11.05 Indemnity. Whether or not the transactions contemplated hereby are
---------
consummated, the Borrowers shall indemnify and hold the Agent-Related Persons,
and each Bank and each of its respective officers, directors, employees,
counsel, agents and attorneys-in-fact (each, an "Indemnified Person") harmless
------------------
from and against any and all liabilities, obligations, losses, damages,
penalties, actions, judgments, suits, costs, charges, expenses and disbursements
(including Attorney Costs) of any kind or nature whatsoever which may at any
time (including at any time following repayment of the Loans, the termination of
the Letters of Credit and the termination, resignation or replacement of the
Administrative Agent or replacement of any Bank) be imposed on, incurred by or
asserted against any such Person in any way relating to or arising out of this
Agreement or any document contemplated by or referred to herein, or the
transactions contemplated hereby, or any action taken or omitted by any such
Person under or in connection with any of the foregoing, including with respect
to any investigation, litigation or proceeding (including any Insolvency
Proceeding or appellate proceeding) related to or arising out of this Agreement
or the Loans or the Letters of Credit or the use of the proceeds thereof or
related to any Offshore Currency transactions entered into in connection
herewith, whether or not any Indemnified Person is a party thereto (all the
foregoing, collectively, the "Indemnified Liabilities"); provided, that the
----------------------- --------
Borrowers shall have no obligation hereunder to any Indemnified Person with
respect to Indemnified Liabilities resulting solely from
74
the gross negligence or willful misconduct of such Indemnified Person. The
agreements in this Section shall survive payment of all other Obligations.

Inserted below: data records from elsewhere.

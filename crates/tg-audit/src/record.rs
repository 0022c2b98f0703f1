// record.rs — What the engine hands to its audit and metrics collaborators.
//
// A DecisionRecord is one line in the audit trail: the operation, the verdict,
// and (once the host reports it) how execution went. An OperationSample is
// the slimmer per-evaluation datum for metrics.

use std::time::Duration;

use chrono::{DateTime, Utc};
use serde::{Deserialize, Serialize};
use uuid::Uuid;

use tg_policy::{DecisionSource, Operation, OperationType, TrustDecision};

/// Outcome of actually running an operation, reported by the host.
#[derive(Debug, Clone, Serialize, Deserialize, PartialEq, Eq)]
#[serde(rename_all = "camelCase")]
pub struct ExecutionResult {
    pub success: bool,
    #[serde(default, skip_serializing_if = "Option::is_none")]
    pub exit_code: Option<i32>,
    #[serde(default, skip_serializing_if = "Option::is_none")]
    pub duration_ms: Option<u64>,
    #[serde(default, skip_serializing_if = "Option::is_none")]
    pub error: Option<String>,
}

impl ExecutionResult {
    pub fn success() -> Self {
        Self {
            success: true,
            exit_code: Some(0),
            duration_ms: None,
            error: None,
        }
    }

    pub fn failure(error: impl Into<String>) -> Self {
        Self {
            success: false,
            exit_code: None,
            duration_ms: None,
            error: Some(error.into()),
        }
    }

    pub fn with_exit_code(mut self, code: i32) -> Self {
        self.exit_code = Some(code);
        self
    }

    pub fn with_duration(mut self, duration: Duration) -> Self {
        self.duration_ms = Some(u64::try_from(duration.as_millis()).unwrap_or(u64::MAX));
        self
    }
}

/// Whether a record describes a fresh decision or a later execution report.
#[derive(Debug, Clone, Copy, Serialize, Deserialize, PartialEq, Eq)]
#[serde(rename_all = "snake_case")]
pub enum RecordKind {
    Decision,
    Execution,
}

/// One entry in the audit trail.
#[derive(Debug, Clone, Serialize, Deserialize, PartialEq)]
#[serde(rename_all = "camelCase")]
pub struct DecisionRecord {
    pub record_id: Uuid,
    pub recorded_at: DateTime<Utc>,
    pub kind: RecordKind,
    pub operation: Operation,
    pub decision: TrustDecision,
    #[serde(default, skip_serializing_if = "Option::is_none")]
    pub execution_result: Option<ExecutionResult>,
    #[serde(default, skip_serializing_if = "Option::is_none")]
    pub user: Option<String>,
    #[serde(default, skip_serializing_if = "Option::is_none")]
    pub session: Option<String>,
    /// Hash of the previous line in a chained log. Set by the logger.
    #[serde(default)]
    pub previous_hash: Option<String>,
}

impl DecisionRecord {
    /// Record a fresh decision. User and session come from the operation context.
    pub fn decision(operation: &Operation, decision: &TrustDecision) -> Self {
        let non_empty = |s: &str| (!s.is_empty()).then(|| s.to_string());
        Self {
            record_id: Uuid::new_v4(),
            recorded_at: Utc::now(),
            kind: RecordKind::Decision,
            user: non_empty(&operation.context.user),
            session: non_empty(&operation.context.session_id),
            operation: operation.clone(),
            decision: decision.clone(),
            execution_result: None,
            previous_hash: None,
        }
    }

    /// Record the execution outcome of a previously decided operation.
    pub fn execution(
        operation: &Operation,
        decision: &TrustDecision,
        result: ExecutionResult,
    ) -> Self {
        let mut record = Self::decision(operation, decision);
        record.kind = RecordKind::Execution;
        record.execution_result = Some(result);
        record
    }
}

/// Per-evaluation metrics datum.
#[derive(Debug, Clone, Serialize, Deserialize, PartialEq, Eq)]
#[serde(rename_all = "camelCase")]
pub struct OperationSample {
    pub operation_type: OperationType,
    pub command: String,
    pub args: Vec<String>,
    pub approved: bool,
    pub requires_manual_approval: bool,
    pub source: DecisionSource,
    /// Wall time spent inside `evaluate()`, in microseconds.
    pub processing_time_us: u64,
    #[serde(default, skip_serializing_if = "Option::is_none")]
    pub user_id: Option<String>,
    pub recorded_at: DateTime<Utc>,
}

impl OperationSample {
    pub fn new(operation: &Operation, decision: &TrustDecision, processing_time: Duration) -> Self {
        Self {
            operation_type: operation.op_type,
            command: operation.command.clone(),
            args: operation.args.clone(),
            approved: decision.approved,
            requires_manual_approval: decision.requires_manual_approval,
            source: decision.source,
            processing_time_us: u64::try_from(processing_time.as_micros()).unwrap_or(u64::MAX),
            user_id: (!operation.context.user.is_empty()).then(|| operation.context.user.clone()),
            recorded_at: Utc::now(),
        }
    }
}

#[cfg(test)]
mod tests {
    use super::*;
    use tg_policy::{OperationContext, RiskLevel};

    fn op() -> Operation {
        Operation::new(
            OperationType::Git,
            "git",
            ["status"],
            OperationContext::new("/repo", "dev", "session-1234"),
        )
    }

    #[test]
    fn decision_record_takes_identity_from_context() {
        let d = TrustDecision::approve(RiskLevel::Medium, "ok");
        let record = DecisionRecord::decision(&op(), &d);
        assert_eq!(record.kind, RecordKind::Decision);
        assert_eq!(record.user.as_deref(), Some("dev"));
        assert_eq!(record.session.as_deref(), Some("session-1234"));
        assert!(record.execution_result.is_none());
    }

    #[test]
    fn huge_durations_saturate() {
        let result = ExecutionResult::success().with_duration(Duration::MAX);
        assert_eq!(result.duration_ms, Some(u64::MAX));

        let d = TrustDecision::approve(RiskLevel::Low, "ok");
        let sample = OperationSample::new(&op(), &d, Duration::MAX);
        assert_eq!(sample.processing_time_us, u64::MAX);

        let sample = OperationSample::new(&op(), &d, Duration::from_micros(1500));
        assert_eq!(sample.processing_time_us, 1500);
    }

    #[test]
    fn empty_identity_is_omitted() {
        let mut o = op();
        o.context.user.clear();
        let record = DecisionRecord::decision(&o, &TrustDecision::approve(RiskLevel::Low, "ok"));
        assert!(record.user.is_none());
        let json = serde_json::to_string(&record).unwrap();
        assert!(!json.contains("\"user\""));
    }

    #[test]
    fn execution_record_carries_result() {
        let d = TrustDecision::approve(RiskLevel::Medium, "ok");
        let result = ExecutionResult::failure("exit 1").with_exit_code(1);
        let record = DecisionRecord::execution(&op(), &d, result.clone());
        assert_eq!(record.kind, RecordKind::Execution);
        assert_eq!(record.execution_result, Some(result));
    }

    #[test]
    fn sample_records_timing_in_micros() {
        let d = TrustDecision::approve(RiskLevel::Medium, "ok");
        let sample = OperationSample::new(&op(), &d, Duration::from_millis(3));
        assert_eq!(sample.processing_time_us, 3000);
        assert_eq!(sample.user_id.as_deref(), Some("dev"));
        assert_eq!(sample.source, DecisionSource::Classifier);
    }
}
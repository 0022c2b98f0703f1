// sink.rs — Collaborator traits the engine emits decisions to.
//
// The engine never waits on these: records are queued and delivered from a
// background task, and any error a sink returns is logged and dropped. A
// slow or broken audit sink therefore cannot change or delay a decision.

use crate::error::AuditError;
use crate::record::{DecisionRecord, OperationSample};

/// Receives every decision (and later execution reports). Append-only.
pub trait AuditLogger: Send + Sync {
    /// Persist one record. Errors are logged by the caller and ignored.
    fn log_decision(&self, record: &DecisionRecord) -> Result<(), AuditError>;
}

/// Receives one sample per evaluation.
pub trait MetricsCollector: Send + Sync {
    fn record_operation(&self, sample: &OperationSample) -> Result<(), AuditError>;
}

/// Writes decisions to the `tracing` stream instead of a file.
///
/// The engine falls back to this when the JSONL log cannot be opened.
#[derive(Debug, Default, Clone, Copy)]
pub struct TracingAuditLogger;

impl AuditLogger for TracingAuditLogger {
    fn log_decision(&self, record: &DecisionRecord) -> Result<(), AuditError> {
        tracing::info!(
            record_id = %record.record_id,
            kind = ?record.kind,
            op_type = %record.operation.op_type,
            command = %record.operation.command_line(),
            approved = record.decision.approved,
            manual = record.decision.requires_manual_approval,
            risk = %record.decision.risk_level,
            source = %record.decision.source,
            "{}",
            record.decision.reason
        );
        Ok(())
    }
}

/// Discards everything.
#[derive(Debug, Default, Clone, Copy)]
pub struct NoopSink;

impl AuditLogger for NoopSink {
    fn log_decision(&self, _record: &DecisionRecord) -> Result<(), AuditError> {
        Ok(())
    }
}

impl MetricsCollector for NoopSink {
    fn record_operation(&self, _sample: &OperationSample) -> Result<(), AuditError> {
        Ok(())
    }
}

11.06 Payments Set Aside. To the extent that any Borrower makes a payment
------------------
to the Administrative Agent or the Banks, or the Administrative Agent or the
Banks exercise their right of setoff, and such payment or the proceeds of such
setoff or any part thereof are subsequently invalidated, declared to be
fraudulent or preferential, set aside or required (including pursuant to any
settlement entered into by the Administrative Agent or such Bank in its
discretion) to be repaid to a trustee, receiver or any other party, in
connection with any Insolvency Proceeding or otherwise, then (a) to the extent
of such recovery the obligation or part thereof originally intended to be
satisfied shall be revived and continued in full force and effect as if such
payment had not been made or such setoff had not occurred, and (b) each Bank
severally agrees to pay to the Administrative Agent upon demand its pro rata or
other applicable share of any amount so recovered from or repaid by the
Administrative Agent.
11.07 Successors and Assigns. The provisions of this Agreement shall be
----------------------
binding upon and inure to the benefit of the parties hereto and their respective
successors and assigns, except that no Borrower may assign or transfer any of
its rights or obligations under this Agreement without the prior written consent
of the Administrative Agent and each Bank.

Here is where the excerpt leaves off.